=== RECORDS SHOWN ===
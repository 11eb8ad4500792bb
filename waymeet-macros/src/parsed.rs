use proc_macro2::TokenStream as TokenStream2;
use quote::{format_ident, quote};
use syn::{Attribute, Data, DeriveInput, Error, Field, Fields, Ident, Result, Type, TypePath, Visibility};

pub(crate) struct ParsedPatch {
    name: Ident,
    vis: Visibility,
    fields: Vec<PatchField>,
}

struct PatchField {
    ident: Ident,
    ty: Type,
    docs: Vec<Attribute>,
}

impl ParsedPatch {
    pub(crate) fn from_input(input: &DeriveInput) -> Result<Self> {
        if !input.generics.params.is_empty() {
            return Err(Error::new_spanned(&input.generics, "Patch does not support generic structs"));
        }

        let named = match &input.data {
            Data::Struct(data) => match &data.fields {
                Fields::Named(named) => &named.named,
                _ => return Err(Error::new(input.ident.span(), "Patch requires named fields")),
            },
            _ => return Err(Error::new(input.ident.span(), "Patch can only be derived for structs")),
        };

        let mut fields = Vec::new();
        for field in named {
            if Self::is_skipped(field)? {
                continue;
            }
            let ident = field
                .ident
                .clone()
                .ok_or_else(|| Error::new(input.ident.span(), "Patch requires named fields"))?;
            let docs = field.attrs.iter().filter(|attr| attr.path().is_ident("doc")).cloned().collect();
            fields.push(PatchField {
                ident,
                ty: field.ty.clone(),
                docs,
            });
        }

        if fields.is_empty() {
            return Err(Error::new(
                input.ident.span(),
                "Patch needs at least one field that is not #[patch(skip)]",
            ));
        }

        Ok(Self {
            name: input.ident.clone(),
            vis: input.vis.clone(),
            fields,
        })
    }

    fn is_skipped(field: &Field) -> Result<bool> {
        let mut skipped = false;
        for attr in &field.attrs {
            if !attr.path().is_ident("patch") {
                continue;
            }
            attr.parse_nested_meta(|meta| {
                if meta.path.is_ident("skip") {
                    skipped = true;
                    Ok(())
                } else {
                    Err(meta.error("unknown patch attribute, expected `skip`"))
                }
            })?;
        }
        Ok(skipped)
    }

    pub(crate) fn emit(&self) -> TokenStream2 {
        let name = &self.name;
        let vis = &self.vis;
        let patch_name = format_ident!("{}Patch", name);
        let patch_doc = format!("Partial update for [`{name}`]. Unset fields are left untouched.");

        let struct_fields = self.fields.iter().map(|field| {
            let ident = &field.ident;
            let ty = &field.ty;
            let docs = &field.docs;
            quote! {
                #(#docs)*
                pub #ident: ::core::option::Option<#ty>,
            }
        });

        let setters = self.fields.iter().map(|field| {
            let ident = &field.ident;
            let ty = &field.ty;
            if is_string(ty) {
                quote! {
                    pub fn #ident(mut self, value: impl ::core::convert::Into<::std::string::String>) -> Self {
                        self.#ident = ::core::option::Option::Some(value.into());
                        self
                    }
                }
            } else {
                quote! {
                    pub fn #ident(mut self, value: #ty) -> Self {
                        self.#ident = ::core::option::Option::Some(value);
                        self
                    }
                }
            }
        });

        let idents: Vec<&Ident> = self.fields.iter().map(|field| &field.ident).collect();

        quote! {
            #[doc = #patch_doc]
            #[derive(Debug, Clone, Default, PartialEq)]
            #vis struct #patch_name {
                #(#struct_fields)*
            }

            impl #patch_name {
                pub fn new() -> Self {
                    Self::default()
                }

                #(#setters)*

                /// Returns `true` when no field is set.
                pub fn is_empty(&self) -> bool {
                    true #(&& self.#idents.is_none())*
                }
            }

            impl ::waymeet::patch::Patch<#name> for #patch_name {
                fn apply(self, target: &mut #name) {
                    #(
                        if let ::core::option::Option::Some(value) = self.#idents {
                            target.#idents = value;
                        }
                    )*
                }
            }
        }
    }
}

fn is_string(ty: &Type) -> bool {
    match ty {
        Type::Path(TypePath { qself: None, path }) => {
            path.segments.last().is_some_and(|segment| segment.ident == "String" && segment.arguments.is_empty())
        }
        _ => false,
    }
}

=== WHAT THE EXERCISE ASKS ===
When transcribing the data, keep every line exactly as it is.

=== RESULT FOR THIS EXERCISE ===
repository 11eb8ad4500792bb
filename waymeet-macros/src/parsed.rs
use proc_macro2::TokenStream as TokenStream2;
use quote::{format_ident, quote};
use syn::{Attribute, Data, DeriveInput, Error, Field, Fields, Ident, Result, Type, TypePath, Visibility};

pub(crate) struct ParsedPatch {
    name: Ident,
    vis: Visibility,
    fields: Vec<PatchField>,
}

struct PatchField {
    ident: Ident,
    ty: Type,
    docs: Vec<Attribute>,
}

impl ParsedPatch {
    pub(crate) fn from_input(input: &DeriveInput) -> Result<Self> {
        if !input.generics.params.is_empty() {
            return Err(Error::new_spanned(&input.generics, "Patch does not support generic structs"));
        }

        let named = match &input.data {
            Data::Struct(data) => match &data.fields {
                Fields::Named(named) => &named.named,
                _ => return Err(Error::new(input.ident.span(), "Patch requires named fields")),
            },
            _ => return Err(Error::new(input.ident.span(), "Patch can only be derived for structs")),
        };

        let mut fields = Vec::new();
        for field in named {
            if Self::is_skipped(field)? {
                continue;
            }
            let ident = field
                .ident
                .clone()
                .ok_or_else(|| Error::new(input.ident.span(), "Patch requires named fields"))?;
            let docs = field.attrs.iter().filter(|attr| attr.path().is_ident("doc")).cloned().collect();
            fields.push(PatchField {
                ident,
                ty: field.ty.clone(),
                docs,
            });
        }

        if fields.is_empty() {
            return Err(Error::new(
                input.ident.span(),
                "Patch needs at least one field that is not #[patch(skip)]",
            ));
        }

        Ok(Self {
            name: input.ident.clone(),
            vis: input.vis.clone(),
            fields,
        })
    }

    fn is_skipped(field: &Field) -> Result<bool> {
        let mut skipped = false;
        for attr in &field.attrs {
            if !attr.path().is_ident("patch") {
                continue;
            }
            attr.parse_nested_meta(|meta| {
                if meta.path.is_ident("skip") {
                    skipped = true;
                    Ok(())
                } else {
                    Err(meta.error("unknown patch attribute, expected `skip`"))
                }
            })?;
        }
        Ok(skipped)
    }

    pub(crate) fn emit(&self) -> TokenStream2 {
        let name = &self.name;
        let vis = &self.vis;
        let patch_name = format_ident!("{}Patch", name);
        let patch_doc = format!("Partial update for [`{name}`]. Unset fields are left untouched.");

        let struct_fields = self.fields.iter().map(|field| {
            let ident = &field.ident;
            let ty = &field.ty;
            let docs = &field.docs;
            quote! {
                #(#docs)*
                pub #ident: ::core::option::Option<#ty>,
            }
        });

        let setters = self.fields.iter().map(|field| {
            let ident = &field.ident;
            let ty = &field.ty;
            if is_string(ty) {
                quote! {
                    pub fn #ident(mut self, value: impl ::core::convert::Into<::std::string::String>) -> Self {
                        self.#ident = ::core::option::Option::Some(value.into());
                        self
                    }
                }
            } else {
                quote! {
                    pub fn #ident(mut self, value: #ty) -> Self {
                        self.#ident = ::core::option::Option::Some(value);
                        self
                    }
                }
            }
        });

        let idents: Vec<&Ident> = self.fields.iter().map(|field| &field.ident).collect();

        quote! {
            #[doc = #patch_doc]
            #[derive(Debug, Clone, Default, PartialEq)]
            #vis struct #patch_name {
                #(#struct_fields)*
            }

            impl #patch_name {
                pub fn new() -> Self {
                    Self::default()
                }

                #(#setters)*

                /// Returns `true` when no field is set.
                pub fn is_empty(&self) -> bool {
                    true #(&& self.#idents.is_none())*
                }
            }

            impl ::waymeet::patch::Patch<#name> for #patch_name {
                fn apply(self, target: &mut #name) {
                    #(
                        if let ::core::option::Option::Some(value) = self.#idents {
                            target.#idents = value;
                        }
                    )*
                }
            }
        }
    }
}

fn is_string(ty: &Type) -> bool {
    match ty {
        Type::Path(TypePath { qself: None, path }) => {
            path.segments.last().is_some_and(|segment| segment.ident == "String" && segment.arguments.is_empty())
        }
        _ => false,
    }
}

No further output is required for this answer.